Vapochromism Induced by Volatile Organic Compounds with Low Coordinating Ability in a Benzimidazole-derived N-Heterocyclic Carbene–Ni(II) Complex

Transition-metal complexes that exhibit vapochromism are effective for detecting harmful volatile organic compounds (VOCs). Vapochromism of 3d-transition-metal complexes is generally induced by the coordination of VOC molecules to the metal center; however, this mechanism is only applicable to the detection of VOCs with relatively high coordinating ability.
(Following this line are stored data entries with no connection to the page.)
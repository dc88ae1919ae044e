//! riskdist CLI - Command-line harness for distributional policy evaluation
//!
//! Builds a named scenario, evaluates policies on it and prints reward
//! distributions, risk-adjusted averages and dominance verdicts.

use clap::{Args, Parser, Subcommand};
use riskdist_engine::{
    AccuracyParameters, DistributionalEvaluator, EngineError, EvaluatorConfig, PolicyComparison,
};
use riskdist_model::{
    build_scenario, ActionId, ModelError, Scenario, StateId, TablePolicy, TabularMdp,
    SCENARIO_NAMES,
};
use std::process::ExitCode;
use thiserror::Error;
use tracing::{info, warn};

type Evaluator = DistributionalEvaluator<StateId, ActionId, TabularMdp, TablePolicy>;

#[derive(Debug, Error)]
enum CliError {
    #[error(transparent)]
    Engine(#[from] EngineError),
    #[error(transparent)]
    Model(#[from] ModelError),
    #[error("unknown state {0:?}")]
    UnknownState(String),
}

#[derive(Parser, Debug)]
#[command(name = "riskdist", version, about = "Reward-distribution evaluation of fixed policies")]
struct Cli {
    #[command(subcommand)]
    command: Command,
}

#[derive(Subcommand, Debug)]
enum Command {
    /// List the built-in scenarios and their policies
    Scenarios {
        #[arg(long, default_value_t = 3)]
        rounds: u32,
    },
    /// Print the reward distribution of one policy
    Evaluate {
        #[command(flatten)]
        model: ModelArgs,
        #[arg(long)]
        policy: String,
        /// Fraction of best-case mass removed before averaging
        #[arg(long, default_value_t = 0.0, allow_negative_numbers = true)]
        skew: f64,
        /// Print cumulative coordinates instead of outcome->probability pairs
        #[arg(long)]
        cumulative: bool,
    },
    /// Compare two policies by stochastic dominance
    Compare {
        #[command(flatten)]
        model: ModelArgs,
        #[arg(long)]
        first: String,
        #[arg(long)]
        second: String,
    },
    /// Print the non-dominated distributions reachable by any policy
    Frontier {
        #[command(flatten)]
        model: ModelArgs,
    },
}

#[derive(Args, Debug)]
struct ModelArgs {
    #[arg(long, default_value = "lottery")]
    scenario: String,
    #[arg(long, default_value_t = 3)]
    rounds: u32,
    /// Defaults to the scenario's own horizon
    #[arg(long)]
    horizon: Option<usize>,
    /// State to report; defaults to the scenario's start state
    #[arg(long)]
    state: Option<String>,
    /// Outcomes closer than this are coalesced
    #[arg(long, default_value_t = 0.0)]
    tolerance: f64,
    /// Outcomes with less mass than this are dropped
    #[arg(long, default_value_t = 0.0)]
    floor: f64,
    #[arg(long)]
    max_outcomes: Option<usize>,
    #[arg(long, default_value_t = riskdist_engine::cache::DEFAULT_CACHE_CAPACITY)]
    cache_capacity: usize,
}

impl ModelArgs {
    fn load(&self) -> Result<(Scenario, Evaluator, StateId, usize), CliError> {
        let scenario = build_scenario(&self.scenario, self.rounds)?;
        let mut accuracy =
            AccuracyParameters::EXACT.with_tolerance(self.tolerance).with_floor(self.floor);
        if let Some(max) = self.max_outcomes {
            accuracy = accuracy.with_max_outcomes(max);
        }
        let config = EvaluatorConfig::default()
            .with_accuracy(accuracy)
            .with_cache_capacity(self.cache_capacity);
        let evaluator = DistributionalEvaluator::new(scenario.mdp.clone(), config)?;
        let state = match &self.state {
            Some(name) => scenario
                .mdp
                .state_id(name)
                .ok_or_else(|| CliError::UnknownState(name.clone()))?,
            None => scenario.start,
        };
        let horizon = self.horizon.unwrap_or(scenario.default_horizon);
        info!(scenario = %scenario.name, horizon, state, "scenario loaded");
        Ok((scenario, evaluator, state, horizon))
    }
}

/// Read `RAYON_NUM_THREADS` and size the global pool; rayon's default otherwise.
fn init_rayon_threads() {
    let Some(num_threads) =
        std::env::var("RAYON_NUM_THREADS").ok().and_then(|s| s.parse::<usize>().ok())
    else {
        return;
    };
    if let Err(err) = rayon::ThreadPoolBuilder::new().num_threads(num_threads).build_global() {
        warn!(%err, "could not configure rayon thread pool");
    } else {
        info!(num_threads, "rayon threads");
    }
}

fn run(cli: Cli) -> Result<(), CliError> {
    match cli.command {
        Command::Scenarios { rounds } => {
            for name in SCENARIO_NAMES {
                let scenario = build_scenario(name, rounds)?;
                println!("{:<12} {}", scenario.name, scenario.description);
                println!("{:<12} policies: {}", "", scenario.policy_names().join(", "));
            }
        }
        Command::Evaluate { model, policy, skew, cumulative } => {
            let (scenario, evaluator, state, horizon) = model.load()?;
            let policy = scenario.policy(&policy)?;
            let distribution = evaluator.value_function(policy, horizon)?.apply(&state)?;
            let expected = evaluator.expected_value_function(policy, horizon)?.apply(&state)?;

            if cumulative {
                println!("{}", distribution.to_cumulative_coordinates());
            } else {
                println!("distribution: {distribution}");
            }
            println!("average:      {:.6}", distribution.average_reward());
            println!("expected:     {expected:.6}");
            println!("std dev:      {:.6}", distribution.variance().sqrt());
            println!("median:       {}", distribution.quantile(0.5));
            if skew != 0.0 {
                let skewed = evaluator.skewed_value_function(policy, horizon, skew)?.apply(&state)?;
                println!("skewed({skew}): {skewed}");
                println!("skewed avg:   {:.6}", skewed.average_reward());
            }
        }
        Command::Compare { model, first, second } => {
            let (scenario, evaluator, state, horizon) = model.load()?;
            let (a, b) = (scenario.policy(&first)?, scenario.policy(&second)?);
            let verdict = evaluator.compare_policies(&state, a, b, horizon)?;
            let text = match verdict {
                PolicyComparison::Equal => {
                    format!("{first} and {second} have the same distribution")
                }
                PolicyComparison::FirstDominates => format!("{first} dominates {second}"),
                PolicyComparison::SecondDominates => format!("{second} dominates {first}"),
                PolicyComparison::Incomparable => format!("{first} and {second} are incomparable"),
            };
            println!("{text}");
        }
        Command::Frontier { model } => {
            let (_, evaluator, state, horizon) = model.load()?;
            let frontier = evaluator.frontier_value_function(horizon)?.apply(&state)?;
            println!("{} non-dominated distributions", frontier.len());
            for d in &frontier {
                println!("  avg {:>10.4}  {d}", d.average_reward());
            }
        }
    }
    Ok(())
}

fn main() -> ExitCode {
    tracing_subscriber::fmt()
        .with_env_filter(
            tracing_subscriber::EnvFilter::try_from_default_env()
                .unwrap_or_else(|_| tracing_subscriber::EnvFilter::new("info")),
        )
        .with_writer(std::io::stderr)
        .init();

    init_rayon_threads();

    match run(Cli::parse()) {
        Ok(()) => ExitCode::SUCCESS,
        Err(err) => {
            eprintln!("error: {err}");
            ExitCode::FAILURE
        }
    }
}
Herein, we demonstrate that dicationic Ni(II) complex 1, which contains a benzimidazole-derived N-heterocyclic-carbene (NHC) ligand exhibits vapochromism via an unprecedented mechanism. The crystal structure of 1 consists of alternately stacked layers of dicationic 1 and layers of H2O molecules containing Cl anions. The color of the crystalline powder of 1 changes reversibly from yellow to green within 5 minutes upon exposure to the vapors of VOCs with low coordinating ability, such as acetone and dichloromethane. XANES and EXAFS measurements as well as DFT calculations indicated that this color change is induced by a hemilabile-ligand substitution reaction between the benzimidazole moiety and the Cl anion. Based on this mechanism, 3d-transition-metal complexes may find applications in the detection of VOC molecules with low coordinating ability.